Une première perturbation contre le G7 à Québec

Des manifestants ont fait un premier acte de perturbation contre le G7, vendredi, dans la haute-ville de Québec, et certains d'entre eux ont été arrêtés par les policiers.

Vers midi, des protestataires qui étaient rassemblés à la Place d'Youville se sont dirigés sur l'avenue Honoré-Mercier. À l'endroit où l'avenue descend vers la basse-ville pour devenir l'autoroute Dufferin-Montmorency, des manifestants ont largué deux divans au milieu de la chaussée et leur ont mis le feu pour obstruer la circulation.

Les policiers antiémeutes sont tout de suite intervenus pour disperser les manifestants. Plusieurs d'entre eux se sont rendus dans le quartier Saint-Jean-Baptiste, où ils ont joué au chat et à la souris avec les policiers. «Mauvaise idée ! On prend une autre rue», a crié l'un d'eux, quand le groupe a emprunté une rue au détour de laquelle des policiers armés de bâtons et de matraques les attendaient. 

Le Service de police de la Ville de Québec (SPVQ) a déclaré que l'attroupement était illégal. Il a conseillé sur Twitter d'éviter le secteur de l'Assemblée nationale. 

Les manifestants ont ensuite marché dans les rues du quartier Montcalm, suivis par l'anti-émeute. Plusieurs ont été pris en souricière par les policiers, notamment dans la ruelle de la rue Crémazie.
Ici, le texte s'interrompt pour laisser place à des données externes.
use crate::config::TelemetryConfig;
use std::fmt;
use tracing_subscriber::filter::ParseError;
use tracing_subscriber::EnvFilter;

#[derive(Debug)]
pub enum TelemetryError {
    EnvFilter { value: String, source: ParseError },
    Subscriber(Box<dyn std::error::Error + Send + Sync>),
}

impl fmt::Display for TelemetryError {
    fn fmt(&self, f: &mut fmt::Formatter<'_>) -> fmt::Result {
        match self {
            TelemetryError::EnvFilter { value, .. } => {
                write!(
                    f,
                    "invalid log level/filter '{}': unable to build EnvFilter",
                    value
                )
            }
            TelemetryError::Subscriber(err) => write!(f, "telemetry error: {err}"),
        }
    }
}

impl std::error::Error for TelemetryError {
    fn source(&self) -> Option<&(dyn std::error::Error + 'static)> {
        match self {
            TelemetryError::EnvFilter { source, .. } => Some(source),
            TelemetryError::Subscriber(err) => Some(&**err),
        }
    }
}

/// `RUST_LOG` wins over the configured level when it parses.
pub fn build_filter(config: &TelemetryConfig) -> Result<EnvFilter, TelemetryError> {
    match EnvFilter::try_from_default_env() {
        Ok(filter) => Ok(filter),
        Err(_) => {
            EnvFilter::try_new(&config.log_level).map_err(|source| TelemetryError::EnvFilter {
                value: config.log_level.clone(),
                source,
            })
        }
    }
}

/// Installs the global subscriber. Logs go to stderr so CLI reports on
/// stdout stay machine-readable.
pub fn init(config: &TelemetryConfig) -> Result<(), TelemetryError> {
    let env_filter = build_filter(config)?;

    tracing_subscriber::fmt()
        .with_env_filter(env_filter)
        .with_target(false)
        .with_writer(std::io::stderr)
        .compact()
        .with_ansi(config.ansi)
        .try_init()
        .map_err(TelemetryError::Subscriber)
}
Vers 12h30, le SPVQ a annoncé avoir interpellé plusieurs individus. Le Soleil a vu deux manifestants dont les poignets ont été attachés avec des attaches-câbles (tie-wraps). Ils ont été embarqués dans une voiture de police.

Ceinturés par les policiers à Beauport

Plusieurs des manifestants du midi avaient aussi participé à la manif organisée en matinée sur le boulevard Sainte-Anne, dans Beauport. 

Le Réseau de résistance anti-G7 (RRAG7) avait appelé à une «action de perturbation» visant à «couper les ponts» avec la Malbaie. 

Ceinturés par les policiers anti-émeute, les manifestants n’ont finalement pas réussi à bloquer l’autoroute Dufferin-Montmorency vers La Malbaie. Durant près d’une heure, ils ont fait un aller-retour sur un court tronçon du boulevard Ste-Anne entre les rues François-de-Laval et Sauriol.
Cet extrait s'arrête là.